愛犬の普段の行動をチェックしておくことで、早期発見につなげられます。早期発見のためにチェックする具体的な内容は以下の通りです。

  • 排便の量・回数・状態
  • 食事の量・回数
  • 習慣の行動を把握
  • 突然に元気が消失していないか

上記の内容を日常的にチェックすることを心がけてください。言葉でコミュニケーションを取ることが難しいからこそ、普段のスキンシップや愛犬の行動を把握しておくことが大切です。

犬が下痢・嘔吐をしたらすぐに病院に行くべきですか?
犬の消化器疾患を獣医師に相談するタイミングでも先述している通り、犬は言葉でコミュニケーションを取ることが難しく、痛みを我慢したり弱みを人間に隠したりする習性があります。
これまで違和感を隠した結果、下痢や嘔吐を引き起こしてしまった可能性も大いに考えられます。すぐに動物病院に受診したほうがよいでしょう。
慌てずどのような状態で下痢・嘔吐をしたのか、獣医師に伝えられるように留意してください。
症状が軽度の場合、いつも通りの食事を与えてもよいですか?
消化器疾患の症状が軽くても、症状が出ている時点で食事を見直す必要があります。なぜなら、食事が合っていないことが懸念されるからです。
消化器疾患の症状が軽い場合は、量をいつもより減らして腸への負担を軽減しましょう。いつも食べているドライフードを少しふやかしてもよいです。元気や食欲があっても便の状態が悪くしかも継続したり、量便と軟便を繰り返している場合は食事があっていない可能性があります。この場合は、食事を見直す必要があります。まずはどのような食事を与えるべきか、獣医師に相談することがおすすめです。
近年は、ペットフードや犬専用のサプリメントのサンプルを提供している動物病院も多いです。愛犬の好きな食事を意識しつつ、栄養管理できる食事に切り替えることを心がけてください。

編集部まとめ

編集部まとめ

これまで、犬の消化器疾患に該当する病気の種類・原因・獣医師に相談するタイミングについて詳しく解説しました。
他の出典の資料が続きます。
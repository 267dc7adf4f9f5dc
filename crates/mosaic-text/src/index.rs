use std::collections::HashSet;
use std::path::{Path, PathBuf};

use tantivy::{doc, Index, IndexWriter};

use mosaic_core::error::{Error, Result};
use mosaic_core::traits::CorpusSource;

use crate::tantivy_utils::{backend_err, build_schema, fields, register_tokenizer, Fields};

const WRITER_HEAP_BYTES: usize = 50_000_000;

/// Builds a fresh lexical index, replacing whatever was in `dir`.
pub struct LexicalIndexer {
	dir: PathBuf,
	index: Index,
	fields: Fields,
}

impl LexicalIndexer {
	pub fn create(dir: impl AsRef<Path>) -> Result<Self> {
		let dir = dir.as_ref().to_path_buf();
		if dir.exists() { std::fs::remove_dir_all(&dir)?; }
		std::fs::create_dir_all(&dir)?;
		let schema = build_schema();
		let index = Index::create_in_dir(&dir, schema.clone()).map_err(|e| backend_err("create index", e))?;
		register_tokenizer(&index);
		let fields = fields(&schema)?;
		Ok(Self { dir, index, fields })
	}

	/// Index every document of `corpus`; returns the document count.
	/// Ids must be unique, otherwise nothing is committed.
	pub fn index_corpus(&self, corpus: &dyn CorpusSource) -> Result<usize> {
		let mut writer: IndexWriter = self.index.writer(WRITER_HEAP_BYTES).map_err(|e| backend_err("open writer", e))?;
		let mut count = 0usize;
		let mut seen = HashSet::new();
		for document in corpus.documents()? {
			let document = document?;
			if document.id.is_empty() {
				return Err(Error::Corpus(format!("document #{count} has an empty id")));
			}
			if !seen.insert(document.id.clone()) {
				return Err(Error::Corpus(format!("duplicate document id '{}' in snapshot {}", document.id, corpus.snapshot_id())));
			}
			let contents = document.contents();
			writer
				.add_document(doc!(
					self.fields.id => document.id,
					self.fields.title => document.title,
					self.fields.body => document.text,
					self.fields.contents => contents,
				))
				.map_err(|e| backend_err("add document", e))?;
			count += 1;
			if count % 100_000 == 0 { tracing::debug!(count, "lexical indexing progress"); }
		}
		writer.commit().map_err(|e| backend_err("commit", e))?;
		tracing::info!(count, dir = %self.dir.display(), snapshot = corpus.snapshot_id(), "lexical index committed");
		Ok(count)
	}
}
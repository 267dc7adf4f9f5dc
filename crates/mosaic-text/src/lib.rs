//! mosaic-text
//!
//! Tantivy-backed lexical index: `index` builds it from a corpus source,
//! `search` serves it through the `LexicalEngine` contract.
pub mod tantivy_utils;
pub mod index;
pub mod search;

pub use index::LexicalIndexer;
pub use search::TantivyLexicalEngine;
消化器疾患は多くの犬にみられる病気ですが、水分摂取や栄養管理を徹底して継続していけば、消化器疾患は多くの場合は数日で治る病気です。

刺激が少ない・分解と吸収がしやすい・臓器の働きをサポートする食事を心がけてください。

また犬には我慢する習性があるため、嘔吐や下痢などの症状がみられた場合には、すぐに動物病院へ受診することを心がけましょう。

大切な家族の健康を守るためにも、普段から愛犬とスキンシップしながら食事量や運動量に変化がないかチェックすることが大切です。